::: Dataset :::
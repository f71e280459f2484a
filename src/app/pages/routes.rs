use dioxus::document;
use dioxus::prelude::*;

use crate::app::components::{EditModeToggle, LoadingText};
use crate::app::layouts::{AdminSidebar, Footer, Navbar};
use crate::shared::hooks::{use_auth, use_auth_provider, use_content, use_content_provider, AuthState};

use super::admin::{
    AdminContactInfo, AdminContent, AdminDashboard, AdminPartners, AdminPortfolio, AdminServices,
    AdminSubmissions, AdminUsers,
};
use super::{Contact, Home, Login};

#[derive(Clone, Routable, Debug, PartialEq)]
#[rustfmt::skip]
pub enum Route {
    #[layout(Layout)]
        #[route("/")]
        Home {},
        #[route("/contact")]
        Contact {},
        #[route("/login?:reset")]
        Login { reset: String },

        #[nest("/admin")]
            #[layout(AdminLayout)]
                #[route("/")]
                AdminDashboard {},
                #[route("/content")]
                AdminContent {},
                #[route("/services")]
                AdminServices {},
                #[route("/portfolio")]
                AdminPortfolio {},
                #[route("/partners")]
                AdminPartners {},
                #[route("/contact")]
                AdminContactInfo {},
                #[route("/submissions")]
                AdminSubmissions {},
                #[route("/users")]
                AdminUsers {},
            #[end_layout]
        #[end_nest]

        #[route("/:..segments")]
        NotFound { segments: Vec<String> },
}

#[component]
pub fn App() -> Element {
    use_effect(|| {
        tracing::info!("Naya Code site initialized");
    });

    rsx! {
        Router::<Route> {}
    }
}

/// Root layout. Owns the auth session and the content cache for the page session.
#[component]
fn Layout() -> Element {
    const MAIN_CSS: Asset = asset!("/assets/main.css");

    use_auth_provider();
    use_content_provider();

    rsx! {
        document::Link {
            rel: "stylesheet",
            href: MAIN_CSS
        },
        div { class: "c-layout",
            Navbar {}
            main { class: "c-layout__main",
                Outlet::<Route> {}
            }
            Footer {}
            EditModeToggle {}
        }
    }
}

#[derive(Debug, Clone, Copy, PartialEq, Eq)]
enum AdminGate {
    Checking,
    Denied,
    Open,
}

fn admin_gate(state: &AuthState) -> AdminGate {
    if !state.checked {
        AdminGate::Checking
    } else if state.user.as_ref().is_some_and(|user| user.role.can_edit()) {
        AdminGate::Open
    } else {
        AdminGate::Denied
    }
}

/// Editor-only shell for `/admin/*`
#[component]
fn AdminLayout() -> Element {
    let auth = use_auth();
    let gate = admin_gate(&auth.state.read());

    match gate {
        AdminGate::Checking => rsx! {
            LoadingText { message: "Checking your session..." }
        },
        AdminGate::Denied => rsx! {
            div { class: "c-admin-denied",
                h1 { "Editors only" }
                p { "Sign in with an editor or admin account to manage site content." }
                Link { to: Route::Login { reset: String::new() }, class: "c-btn c-btn--primary", "Sign in" }
            }
        },
        AdminGate::Open => rsx! { AdminPanel {} },
    }
}

/// Mounted once per visit to `/admin`; pulls fresh content (and the
/// submissions only editors see) on entry
#[component]
fn AdminPanel() -> Element {
    let content = use_content();
    use_hook(|| spawn(async move { content.refresh().await }));

    rsx! {
        div { class: "c-admin",
            AdminSidebar {}
            section { class: "c-admin__main",
                Outlet::<Route> {}
            }
        }
    }
}

#[component]
fn NotFound(segments: Vec<String>) -> Element {
    let path = segments.join("/");
    rsx! {
        div { class: "c-not-found",
            h1 { "Page not found" }
            p { "Nothing lives at /{path}." }
            Link { to: Route::Home {}, class: "c-btn c-btn--primary", "Back home" }
        }
    }
}

#[cfg(test)]
mod tests {
    use super::*;
    use crate::domain::models::{AuthUser, Role, UserProfile};

    fn signed_in(role: Role) -> AuthState {
        AuthState {
            token: Some("token".to_string()),
            user: Some(AuthUser {
                id: "u1".to_string(),
                email: "sita@nayacode.com.np".to_string(),
                role,
                profile: UserProfile::default(),
            }),
            checked: true,
        }
    }

    #[test]
    fn test_admin_gate() {
        assert_eq!(admin_gate(&AuthState::default()), AdminGate::Checking);
        assert_eq!(
            admin_gate(&AuthState { checked: true, ..Default::default() }),
            AdminGate::Denied
        );
        assert_eq!(admin_gate(&signed_in(Role::User)), AdminGate::Denied);
        assert_eq!(admin_gate(&signed_in(Role::Editor)), AdminGate::Open);
        assert_eq!(admin_gate(&signed_in(Role::Admin)), AdminGate::Open);
    }
}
:::
• _What you are asked to do_
Examine the listing line by line and give the number of lines where "primary" occurs, with nothing added.

• _Answer space_
2